Subject: Re: Voyager(s)
While not a hard edge, or a "wall" as it has sometimes been called, here both spacecraft measured temperatures of 30,000-50,000 kelvin (54,000-90,000 degrees Fahrenheit), which is why it is sometimes also referred to as a "wall of fire".
This is somewhat misleading. The spacecraft are in hard vacuum, which means not very many atoms are out there. So yeah, maybe the temperature is high, but the heat transfered is extremely low. Although not SI, let's use torr as the measure of pressure. 760 torr is one atmosphere. Ultra-High-Vacuum (UHV) is roughly comparable to the vacuum of deep space. It can be achieved in the laboratory but requires stainless steel chambers, copper gaskets, baking to get rid of adsorbed water on the walls of the chamber, etc, and the result is about 10^-10 torr. So 13 orders of magnitude below one atmosphere. Which means that instead of 10^23 atoms in 5 gallons of vacuum you have 10^10 atoms in that volume. So what does temperature mean when the atoms doing the "temperaturing" are 13 orders of magnitude below what we are used to when we deal with convective heat transfer?
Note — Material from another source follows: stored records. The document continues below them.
//! Helpers for preparing a config: template captures and point picking.

use std::io::{self, Write};
use std::path::{Path, PathBuf};
use std::str::FromStr;
use std::time::Duration;

use anyhow::{bail, Result};
use tracing::{debug, info};

use crate::clock::Clock;
use crate::platform::{Input, Screen};
use crate::settings::RunConfig;
use crate::types::{Area, Landmark, Point};

pub const ASSET_DIR: &str = "assets";

/// What a `pick` command writes into the config.
#[derive(Debug, Clone, Copy, PartialEq, Eq)]
pub enum PickTarget {
    Pos1,
    Pos2,
    OutcomeArea,
}

impl FromStr for PickTarget {
    type Err = String;

    fn from_str(s: &str) -> Result<Self, Self::Err> {
        match s.trim().to_lowercase().as_str() {
            "pos1" | "pos_1" => Ok(PickTarget::Pos1),
            "pos2" | "pos_2" => Ok(PickTarget::Pos2),
            "area" | "outcome_area" => Ok(PickTarget::OutcomeArea),
            other => Err(format!("unknown pick target '{}', expected pos1, pos2 or area", other)),
        }
    }
}

/// Count down on `out` so the user can move the cursor or bring the game forward.
pub fn countdown(clock: &dyn Clock, seconds: u64, what: &str, out: &mut dyn Write) -> io::Result<()> {
    for left in (1..=seconds).rev() {
        writeln!(out, "{} in {}...", what, left)?;
        out.flush()?;
        debug!("{} in {}", what, left);
        clock.sleep(Duration::from_secs(1));
    }
    Ok(())
}

/// Crop `area` into `<dir>/<key>.png` and bind it to `landmark`.
pub fn capture_landmark(
    screen: &mut dyn Screen,
    cfg: &mut RunConfig,
    landmark: Landmark,
    area: Area,
    dir: &Path,
) -> Result<PathBuf> {
    if !area.is_usable() {
        bail!("capture area {} is too small, need at least 3x3", area);
    }
    let dest = dir.join(format!("{}.png", landmark.key()));
    screen.screenshot(Some(area), &dest)?;
    cfg.images.set(landmark, dest.clone());
    info!(%landmark, "template saved to {}", dest.display());
    Ok(dest)
}

pub fn read_cursor(input: &mut dyn Input) -> Result<Point> {
    Ok(input.cursor()?)
}

pub fn set_point(cfg: &mut RunConfig, target: PickTarget, p: Point) -> Result<()> {
    match target {
        PickTarget::Pos1 => cfg.pos_1 = p,
        PickTarget::Pos2 => cfg.pos_2 = p,
        PickTarget::OutcomeArea => bail!("an area needs two corners"),
    }
    info!("{:?} set to {}", target, p);
    Ok(())
}

/// Store the rectangle spanned by two corners as the outcome crop.
pub fn set_area(cfg: &mut RunConfig, a: Point, b: Point) -> Result<Area> {
    let Some(area) = Area::from_corners(a, b) else {
        bail!("selection from {} to {} is too small", a, b);
    };
    cfg.outcome_area = Some(area);
    info!("outcome area set to {}", area);
    Ok(area)
}

pub fn clear_area(cfg: &mut RunConfig) {
    cfg.outcome_area = None;
    info!("outcome area cleared, full screen will be captured");
}

#[cfg(test)]
mod tests {
    use std::sync::{Arc, Mutex};

    use super::*;
    use crate::engine::fakes::{FakeClock, RecordingInput, ScriptedScreen};

    #[test]
    fn capture_binds_template_path() {
        let shots = Arc::new(Mutex::new(Vec::new()));
        let mut screen = ScriptedScreen { clock: FakeClock::new(), script: vec![], broken: vec![], shots: shots.clone() };
        let mut cfg = RunConfig::default();
        let area = Area { x: 5, y: 5, w: 40, h: 20 };

        let dest = capture_landmark(&mut screen, &mut cfg, Landmark::Leave, area, Path::new("assets")).unwrap();
        assert_eq!(dest, Path::new("assets").join("return_to_lobby_alone.png"));
        assert_eq!(cfg.images.return_to_lobby_alone, dest);
        assert_eq!(*shots.lock().unwrap(), vec![Some(area)]);
    }

    #[test]
    fn capture_rejects_slivers() {
        let mut screen = ScriptedScreen { clock: FakeClock::new(), script: vec![], broken: vec![], shots: Arc::default() };
        let mut cfg = RunConfig::default();
        let area = Area { x: 5, y: 5, w: 2, h: 20 };
        assert!(capture_landmark(&mut screen, &mut cfg, Landmark::Open, area, Path::new("assets")).is_err());
        assert_eq!(cfg.images.open, PathBuf::from("open.png"));
    }

    #[test]
    fn area_from_reversed_corners() {
        let mut cfg = RunConfig::default();
        let area = set_area(&mut cfg, Point::new(300, 200), Point::new(100, 50)).unwrap();
        assert_eq!(area, Area { x: 100, y: 50, w: 200, h: 150 });
        assert_eq!(cfg.outcome_area, Some(area));
        assert!(set_area(&mut cfg, Point::new(1, 1), Point::new(2, 9)).is_err());
        clear_area(&mut cfg);
        assert_eq!(cfg.outcome_area, None);
    }

    #[test]
    fn picked_cursor_lands_in_config() {
        let clock = FakeClock::new();
        let mut input = RecordingInput { clock: clock.clone(), log: Arc::default(), cursor: Point::new(640, 360) };
        let mut cfg = RunConfig::default();
        let p = read_cursor(&mut input).unwrap();
        set_point(&mut cfg, PickTarget::Pos2, p).unwrap();
        assert_eq!(cfg.pos_2, Point::new(640, 360));
        let mut out = Vec::new();
        countdown(clock.as_ref(), 3, "reading cursor", &mut out).unwrap();
        assert_eq!(clock.now(), Duration::from_secs(3));
        assert_eq!(
            String::from_utf8(out).unwrap(),
            "reading cursor in 3...\nreading cursor in 2...\nreading cursor in 1...\n"
        );
    }

    #[test]
    fn pick_target_names() {
        assert_eq!("pos1".parse::<PickTarget>().unwrap(), PickTarget::Pos1);
        assert_eq!("AREA".parse::<PickTarget>().unwrap(), PickTarget::OutcomeArea);
        assert!("pos3".parse::<PickTarget>().is_err());
    }
}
What is more amusing is that at that low a pressure the mean free path between collisions becomes really big (planet-sized). So I dunno what temperature even means with that small an atomic density. The atoms are mostly hydrogen and helium and there are still some alpha particles (helium nuclei) that were emitted from the sun, and then a large number of neutrinos (but then, you ain't getting temperature from those). So without a better explanation of what they mean by temperature I dunno, that number doesn't have much meaning?
But more importantly, the Voyager missions are amazing. To still be going after all these years, dependent on that chunk of Pu^239 as their electricity source (too far away for solar panels). The best of what we were capable of doing back then, when science was the reason to do stuff. God speed!